Kapil Gupta, MD1, Akiva Marcus, MD, PhD2
1University of Miami / JFK Medical Center Palm Beach Regional GME Consortium, Atlantis, FL; 2University of Miami / JFK Medical Center, West Palm Beach, FL
Introduction: The natural progression of amyotrophic lateral sclerosis (ALS) usually leads to malnutrition because of decreased oral intake from dysphagia, reduced salivation, and anorexia. A decrease in weight of 5-10 kg or BMI < 20 requires intervention to improve nutrition. Intervention includes placing a feeding gastrostomy surgically, endoscopically (percutaneous gastrostomy or PEG), or radiologically. Complications range from dislodgement to parietal necrosis and death.

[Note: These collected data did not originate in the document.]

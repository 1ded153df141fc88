//! TLX-feedback recalibration.
//!
//! Every third NASA-TLX entry nudges the user's three fatigue weights.
//! A user who keeps reporting high mental demand and effort has a more
//! sensitive fatigue response: the accumulation weights rise and the
//! force-break threshold falls, so breaks trigger earlier.

use chrono::{DateTime, Utc};
use serde::{Deserialize, Serialize};

use crate::config::FatigueWeights;
use crate::error::ValidationError;

/// How often (in entries) recalibration runs.
const RECALIBRATE_EVERY: usize = 3;
/// How many trailing entries feed the averages.
const WINDOW: usize = 6;
/// Learning rate for the accumulation weights.
const ALPHA: f64 = 0.05;
/// Learning rate for the force-break threshold.
const BETA: f64 = 0.05;
/// Neutral point of the normalized 1-7 scale.
const BASELINE: f64 = 0.5;

const WEIGHT_MIN: f64 = 0.05;
const WEIGHT_MAX: f64 = 0.60;
const FORCE_MIN: f64 = 0.40;
const FORCE_MAX: f64 = 0.90;

/// One NASA-TLX response for a completed block.
#[derive(Debug, Clone, Serialize, Deserialize)]
pub struct TlxEntry {
    pub block_index: i64,
    /// 1-7
    pub mental_demand: u8,
    /// 1-7
    pub effort: u8,
    pub timestamp: DateTime<Utc>,
}

impl TlxEntry {
    pub fn new(
        block_index: i64,
        mental_demand: u8,
        effort: u8,
        timestamp: DateTime<Utc>,
    ) -> Result<Self, ValidationError> {
        if block_index < 0 {
            return Err(ValidationError::InvalidValue {
                field: "block_index".to_string(),
                message: format!("must be non-negative, got {block_index}"),
            });
        }
        if !(1..=7).contains(&mental_demand) {
            return Err(ValidationError::InvalidValue {
                field: "mental_demand".to_string(),
                message: format!("must be within 1-7, got {mental_demand}"),
            });
        }
        if !(1..=7).contains(&effort) {
            return Err(ValidationError::InvalidValue {
                field: "effort".to_string(),
                message: format!("must be within 1-7, got {effort}"),
            });
        }
        Ok(Self {
            block_index,
            mental_demand,
            effort,
            timestamp,
        })
    }
}

/// Map a 1-7 response onto [0, 1].
fn normalize(value: u8) -> f64 {
    f64::from(value - 1) / 6.0
}

/// Recalibrate the weights from the full entry log.
///
/// Returns `None` when the log length is not a multiple of the cadence;
/// the caller keeps the previous weights in that case.
pub fn recalibrate(entries: &[TlxEntry], weights: &FatigueWeights) -> Option<FatigueWeights> {
    if entries.is_empty() || entries.len() % RECALIBRATE_EVERY != 0 {
        return None;
    }

    let window = &entries[entries.len().saturating_sub(WINDOW)..];
    let n = window.len() as f64;
    let md = window.iter().map(|e| normalize(e.mental_demand)).sum::<f64>() / n;
    let ef = window.iter().map(|e| normalize(e.effort)).sum::<f64>() / n;

    Some(FatigueWeights {
        fatigue_consec_weight: (weights.fatigue_consec_weight + ALPHA * (md - BASELINE))
            .clamp(WEIGHT_MIN, WEIGHT_MAX),
        fatigue_total_weight: (weights.fatigue_total_weight + ALPHA * (ef - BASELINE))
            .clamp(WEIGHT_MIN, WEIGHT_MAX),
        fatigue_force_break: (weights.fatigue_force_break
            - BETA * ((md + ef) / 2.0 - BASELINE))
            .clamp(FORCE_MIN, FORCE_MAX),
    })
}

This case involves a patient with severe malnutrition who had a significant gastric perforation during PEG tube placement, which we attribute to a patient’s nutritional status and mucosal/muscular atrophy.
Case Description/Methods: 80 yr-old man with PMH of end-stage ALS presented to the hospital for failure to thrive and significant weight loss. He underwent an EGD for PEG tube placement. During the EGD, the gastric body was notable for diffuse atrophic mucosa and hiatal hernia. Using standard technique, a 20 Fr EndoVive Safety gastrotomy tube was safely pulled through the mouth using guidewire into the stomach. The trocar needle was removed, and the PEG was pulled out from the stomach through the skin. When confirming position of the PEG tube by relook endoscopy, we found a 4 cm perforation in the stomach at the diaphragmatic hiatus with associated hemorrhagic mucosa. At which point, a large amount of subcutaneous emphysema was seen in the chest and neck. The gastroscope was immediately withdrawn, and surgery was called. The patient was transferred to the ICU. After a discussion with surgery, patient, and his family, they agreed to palliative care as patient adamantly refused further procedures. The patient was transferred to hospice care and expired three days later.
Discussion: This case is a rare presentation of a severe complication during PEG tube placement that we attributed to the poor nutritional status of the patient. We believe that the gastric mucosa and muscular atrophy from severe malnutrition led to the large perforation when the guidewire or the internal bumper of the PEG transversed the diaphragmatic hernia. This is the first case describing a complication of PEG tube placement in a severely malnutritioned ALS patient. In conclusion, this case highlights the possibility of altering procedural techniques for PEG tube placement and the necessity for increased caution during PEG tube placement in ALS patients with severe malnutrition.
Citation: Kapil Gupta, MD; Akiva Marcus, MD, PhD. P0383 - GASTRIC PERFORATION DURING PEG TUBE PLACEMENT IN ALS PATIENT WITH SEVERE MALNUTRITION. Program No. P0383. ACG 2019 Annual Scientific Meeting Abstracts. San Antonio, Texas: American College of Gastroenterology.